Stored items:
####################

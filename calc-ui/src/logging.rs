//! Process-wide tracing setup for the terminal host.
//!
//! Stdout belongs to the calculator screens, so log records go to stderr
//! (only while the console is switched on) and to an optional file. The
//! level and the console switch can be changed while the calculator runs
//! through the `log=` and `verbose=` host commands.

use anyhow::{Result, anyhow, bail};
use chrono::Local;
use std::{
    fs::File,
    io::{self, IsTerminal, Write},
    path::Path,
    sync::{Arc, Mutex, MutexGuard, OnceLock, PoisonError},
};
use tracing::{Event, Level, Subscriber};
use tracing_subscriber::{
    EnvFilter,
    Layer, // Layer is used by .with_filter() on the console layer below
    fmt::{
        FmtContext, MakeWriter,
        format::{FormatEvent, FormatFields, Writer},
    },
    layer::SubscriberExt,
    registry::LookupSpan,
    reload,
    util::SubscriberInitExt,
};

const DIM: &str = "\x1b[2m";
const CYAN: &str = "\x1b[36m";
const RESET: &str = "\x1b[0m";

fn level_colour(level: &Level) -> &'static str {
    match *level {
        Level::ERROR => "\x1b[1;31m",
        Level::WARN => "\x1b[1;33m",
        Level::INFO => "\x1b[1;32m",
        Level::DEBUG => "\x1b[1;34m",
        Level::TRACE => "\x1b[1;35m",
    }
}

/// `<timestamp> <LEVEL> <target> <fields>`, coloured on a terminal.
struct RecordFormat;

impl<S, N> FormatEvent<S, N> for RecordFormat
where
    S: Subscriber + for<'a> LookupSpan<'a>,
    N: for<'a> FormatFields<'a> + 'static,
{
    fn format_event(
        &self,
        ctx: &FmtContext<'_, S, N>,
        mut writer: Writer<'_>,
        event: &Event<'_>,
    ) -> std::fmt::Result {
        let meta = event.metadata();
        let stamp = Local::now().format("%H:%M:%S%.3f");

        if writer.has_ansi_escapes() {
            let colour = level_colour(meta.level());
            write!(
                writer,
                "{DIM}{stamp}{RESET} {colour}{:>5}{RESET} {CYAN}{}{RESET} ",
                meta.level(),
                meta.target()
            )?;
        } else {
            write!(writer, "{stamp} {:>5} {} ", meta.level(), meta.target())?;
        }

        ctx.field_format().format_fields(writer.by_ref(), event)?;
        writeln!(writer)
    }
}

type SharedFile = Arc<Mutex<Option<File>>>;

/// A panic while writing a record must not take logging down with it.
fn lock_file(file: &SharedFile) -> MutexGuard<'_, Option<File>> {
    file.lock().unwrap_or_else(PoisonError::into_inner)
}

/// Writer for the file layer; records are dropped while no file is open.
#[derive(Clone)]
struct OptionalFile(SharedFile);

struct OptionalFileGuard<'a>(MutexGuard<'a, Option<File>>);

impl Write for OptionalFileGuard<'_> {
    fn write(
        &mut self,
        buf: &[u8],
    ) -> io::Result<usize> {
        self.0.as_mut().map_or(Ok(buf.len()), |f| f.write(buf))
    }

    fn flush(&mut self) -> io::Result<()> {
        self.0.as_mut().map_or(Ok(()), File::flush)
    }
}

impl<'a> MakeWriter<'a> for OptionalFile {
    type Writer = OptionalFileGuard<'a>;

    fn make_writer(&'a self) -> Self::Writer {
        OptionalFileGuard(lock_file(&self.0))
    }
}

type Reload = Box<dyn Fn(EnvFilter) -> Result<()> + Send + Sync>;

/// Handles kept after the subscriber is installed.
struct Controls {
    level: Reload,
    console: Reload,
    file: SharedFile,
}

static CONTROLS: OnceLock<Controls> = OnceLock::new();

fn controls() -> Result<&'static Controls> {
    CONTROLS
        .get()
        .ok_or_else(|| anyhow!("logging not yet initialized"))
}

fn reloader<S>(
    handle: reload::Handle<EnvFilter, S>,
    what: &'static str,
) -> Reload
where
    S: Subscriber + Send + Sync + 'static,
{
    Box::new(move |filter: EnvFilter| {
        handle
            .reload(filter)
            .map_err(|e| anyhow!("{what} reload failed: {e}"))
    })
}

/// "trace" passes everything through; the global filter is still the ceiling.
fn console_gate(enabled: bool) -> EnvFilter {
    EnvFilter::new(if enabled { "trace" } else { "off" })
}

/// Changes the active log filter at runtime.
/// Accepts a bare level ("error", "warn", "info", "debug", "trace")
/// or any full EnvFilter directive.
pub fn set_log_level(directive: &str) -> Result<()> {
    let filter = EnvFilter::try_new(directive)
        .map_err(|e| anyhow!("invalid log level '{directive}': {e}"))?;
    (controls()?.level)(filter)
}

/// Shows or hides stderr log output without affecting file logging.
pub fn set_console_enabled(enabled: bool) -> Result<()> {
    (controls()?.console)(console_gate(enabled))
}

/// Starts appending log output to `path`, replacing any open file.
/// The directory must already exist.
pub fn enable_file_logging(path: &Path) -> Result<()> {
    let controls = controls()?;
    let file = File::options()
        .create(true)
        .append(true)
        .open(path)
        .map_err(|e| anyhow!("cannot open log file '{}': {e}", path.display()))?;
    *lock_file(&controls.file) = Some(file);
    Ok(())
}

/// Closes the current log file.
pub fn disable_file_logging() {
    if let Ok(controls) = controls() {
        *lock_file(&controls.file) = None;
    }
}

/// Installs the global subscriber. Later calls are ignored.
///
/// - Level: `default_directive`, or overridden by the RUST_LOG env var.
/// - Console: stderr, coloured on a terminal, shown only if `console`.
/// - File: inactive until `enable_file_logging()` is called.
pub fn init_logging(
    default_directive: &str,
    console: bool,
) {
    if CONTROLS.get().is_some() {
        return;
    }
    let file: SharedFile = Arc::new(Mutex::new(None));
    let level = EnvFilter::try_from_default_env().unwrap_or_else(|_| EnvFilter::new(default_directive));

    let (level_layer, level_handle) = reload::Layer::new(level);
    let (gate_layer, gate_handle) = reload::Layer::new(console_gate(console));

    let console_layer = tracing_subscriber::fmt::layer()
        .event_format(RecordFormat)
        .with_ansi(io::stderr().is_terminal())
        .with_writer(io::stderr)
        .with_filter(gate_layer);

    let file_layer = tracing_subscriber::fmt::layer()
        .event_format(RecordFormat)
        .with_ansi(false)
        .with_writer(OptionalFile(file.clone()));

    if tracing_subscriber::registry()
        .with(level_layer)
        .with(console_layer)
        .with(file_layer)
        .try_init()
        .is_err()
    {
        return;
    }
    let _ = CONTROLS.set(Controls {
        level: reloader(level_handle, "level"),
        console: reloader(gate_handle, "console"),
        file,
    });
}

/// Parses the argument of `verbose=`.
pub fn parse_switch(value: &str) -> Result<bool> {
    match value.to_ascii_lowercase().as_str() {
        "on" | "true" | "1" => Ok(true),
        "off" | "false" | "0" => Ok(false),
        _ => bail!("expected on or off, got '{value}'"),
    }
}

#[cfg(test)]
mod tests {
    use pretty_assertions::assert_eq;

    use super::*;

    #[test]
    fn parse_switch_accepts_on_and_off() {
        assert_eq!(parse_switch("on").unwrap(), true);
        assert_eq!(parse_switch("OFF").unwrap(), false);
        assert!(parse_switch("maybe").is_err());
    }

    #[test]
    fn invalid_directive_is_rejected_before_reload() {
        let error = set_log_level("calc_ui=loud").unwrap_err();

        assert!(error.to_string().contains("invalid log level"), "{error}");
    }
}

####################

ABOUT THIS EXERCISE: Every entry that appears above should be duplicated exactly.

TASK OUTPUT:
filename calc-ui/src/logging.rs
//! Process-wide tracing setup for the terminal host.
//!
//! Stdout belongs to the calculator screens, so log records go to stderr
//! (only while the console is switched on) and to an optional file. The
//! level and the console switch can be changed while the calculator runs
//! through the `log=` and `verbose=` host commands.

use anyhow::{Result, anyhow, bail};
use chrono::Local;
use std::{
    fs::File,
    io::{self, IsTerminal, Write},
    path::Path,
    sync::{Arc, Mutex, MutexGuard, OnceLock, PoisonError},
};
use tracing::{Event, Level, Subscriber};
use tracing_subscriber::{
    EnvFilter,
    Layer, // Layer is used by .with_filter() on the console layer below
    fmt::{
        FmtContext, MakeWriter,
        format::{FormatEvent, FormatFields, Writer},
    },
    layer::SubscriberExt,
    registry::LookupSpan,
    reload,
    util::SubscriberInitExt,
};

const DIM: &str = "\x1b[2m";
const CYAN: &str = "\x1b[36m";
const RESET: &str = "\x1b[0m";

fn level_colour(level: &Level) -> &'static str {
    match *level {
        Level::ERROR => "\x1b[1;31m",
        Level::WARN => "\x1b[1;33m",
        Level::INFO => "\x1b[1;32m",
        Level::DEBUG => "\x1b[1;34m",
        Level::TRACE => "\x1b[1;35m",
    }
}

/// `<timestamp> <LEVEL> <target> <fields>`, coloured on a terminal.
struct RecordFormat;

impl<S, N> FormatEvent<S, N> for RecordFormat
where
    S: Subscriber + for<'a> LookupSpan<'a>,
    N: for<'a> FormatFields<'a> + 'static,
{
    fn format_event(
        &self,
        ctx: &FmtContext<'_, S, N>,
        mut writer: Writer<'_>,
        event: &Event<'_>,
    ) -> std::fmt::Result {
        let meta = event.metadata();
        let stamp = Local::now().format("%H:%M:%S%.3f");

        if writer.has_ansi_escapes() {
            let colour = level_colour(meta.level());
            write!(
                writer,
                "{DIM}{stamp}{RESET} {colour}{:>5}{RESET} {CYAN}{}{RESET} ",
                meta.level(),
                meta.target()
            )?;
        } else {
            write!(writer, "{stamp} {:>5} {} ", meta.level(), meta.target())?;
        }

        ctx.field_format().format_fields(writer.by_ref(), event)?;
        writeln!(writer)
    }
}

type SharedFile = Arc<Mutex<Option<File>>>;

/// A panic while writing a record must not take logging down with it.
fn lock_file(file: &SharedFile) -> MutexGuard<'_, Option<File>> {
    file.lock().unwrap_or_else(PoisonError::into_inner)
}

/// Writer for the file layer; records are dropped while no file is open.
#[derive(Clone)]
struct OptionalFile(SharedFile);

struct OptionalFileGuard<'a>(MutexGuard<'a, Option<File>>);

impl Write for OptionalFileGuard<'_> {
    fn write(
        &mut self,
        buf: &[u8],
    ) -> io::Result<usize> {
        self.0.as_mut().map_or(Ok(buf.len()), |f| f.write(buf))
    }

    fn flush(&mut self) -> io::Result<()> {
        self.0.as_mut().map_or(Ok(()), File::flush)
    }
}

impl<'a> MakeWriter<'a> for OptionalFile {
    type Writer = OptionalFileGuard<'a>;

    fn make_writer(&'a self) -> Self::Writer {
        OptionalFileGuard(lock_file(&self.0))
    }
}

type Reload = Box<dyn Fn(EnvFilter) -> Result<()> + Send + Sync>;

/// Handles kept after the subscriber is installed.
struct Controls {
    level: Reload,
    console: Reload,
    file: SharedFile,
}

static CONTROLS: OnceLock<Controls> = OnceLock::new();

fn controls() -> Result<&'static Controls> {
    CONTROLS
        .get()
        .ok_or_else(|| anyhow!("logging not yet initialized"))
}

fn reloader<S>(
    handle: reload::Handle<EnvFilter, S>,
    what: &'static str,
) -> Reload
where
    S: Subscriber + Send + Sync + 'static,
{
    Box::new(move |filter: EnvFilter| {
        handle
            .reload(filter)
            .map_err(|e| anyhow!("{what} reload failed: {e}"))
    })
}

/// "trace" passes everything through; the global filter is still the ceiling.
fn console_gate(enabled: bool) -> EnvFilter {
    EnvFilter::new(if enabled { "trace" } else { "off" })
}

/// Changes the active log filter at runtime.
/// Accepts a bare level ("error", "warn", "info", "debug", "trace")
/// or any full EnvFilter directive.
pub fn set_log_level(directive: &str) -> Result<()> {
    let filter = EnvFilter::try_new(directive)
        .map_err(|e| anyhow!("invalid log level '{directive}': {e}"))?;
    (controls()?.level)(filter)
}

/// Shows or hides stderr log output without affecting file logging.
pub fn set_console_enabled(enabled: bool) -> Result<()> {
    (controls()?.console)(console_gate(enabled))
}

/// Starts appending log output to `path`, replacing any open file.
/// The directory must already exist.
pub fn enable_file_logging(path: &Path) -> Result<()> {
    let controls = controls()?;
    let file = File::options()
        .create(true)
        .append(true)
        .open(path)
        .map_err(|e| anyhow!("cannot open log file '{}': {e}", path.display()))?;
    *lock_file(&controls.file) = Some(file);
    Ok(())
}

/// Closes the current log file.
pub fn disable_file_logging() {
    if let Ok(controls) = controls() {
        *lock_file(&controls.file) = None;
    }
}

/// Installs the global subscriber. Later calls are ignored.
///
/// - Level: `default_directive`, or overridden by the RUST_LOG env var.
/// - Console: stderr, coloured on a terminal, shown only if `console`.
/// - File: inactive until `enable_file_logging()` is called.
pub fn init_logging(
    default_directive: &str,
    console: bool,
) {
    if CONTROLS.get().is_some() {
        return;
    }
    let file: SharedFile = Arc::new(Mutex::new(None));
    let level = EnvFilter::try_from_default_env().unwrap_or_else(|_| EnvFilter::new(default_directive));

    let (level_layer, level_handle) = reload::Layer::new(level);
    let (gate_layer, gate_handle) = reload::Layer::new(console_gate(console));

    let console_layer = tracing_subscriber::fmt::layer()
        .event_format(RecordFormat)
        .with_ansi(io::stderr().is_terminal())
        .with_writer(io::stderr)
        .with_filter(gate_layer);

    let file_layer = tracing_subscriber::fmt::layer()
        .event_format(RecordFormat)
        .with_ansi(false)
        .with_writer(OptionalFile(file.clone()));

    if tracing_subscriber::registry()
        .with(level_layer)
        .with(console_layer)
        .with(file_layer)
        .try_init()
        .is_err()
    {
        return;
    }
    let _ = CONTROLS.set(Controls {
        level: reloader(level_handle, "level"),
        console: reloader(gate_handle, "console"),
        file,
    });
}

/// Parses the argument of `verbose=`.
pub fn parse_switch(value: &str) -> Result<bool> {
    match value.to_ascii_lowercase().as_str() {
        "on" | "true" | "1" => Ok(true),
        "off" | "false" | "0" => Ok(false),
        _ => bail!("expected on or off, got '{value}'"),
    }
}

#[cfg(test)]
mod tests {
    use pretty_assertions::assert_eq;

    use super::*;

    #[test]
    fn parse_switch_accepts_on_and_off() {
        assert_eq!(parse_switch("on").unwrap(), true);
        assert_eq!(parse_switch("OFF").unwrap(), false);
        assert!(parse_switch("maybe").is_err());
    }

    #[test]
    fn invalid_directive_is_rejected_before_reload() {
        let error = set_log_level("calc_ui=loud").unwrap_err();

        assert!(error.to_string().contains("invalid log level"), "{error}");
    }
}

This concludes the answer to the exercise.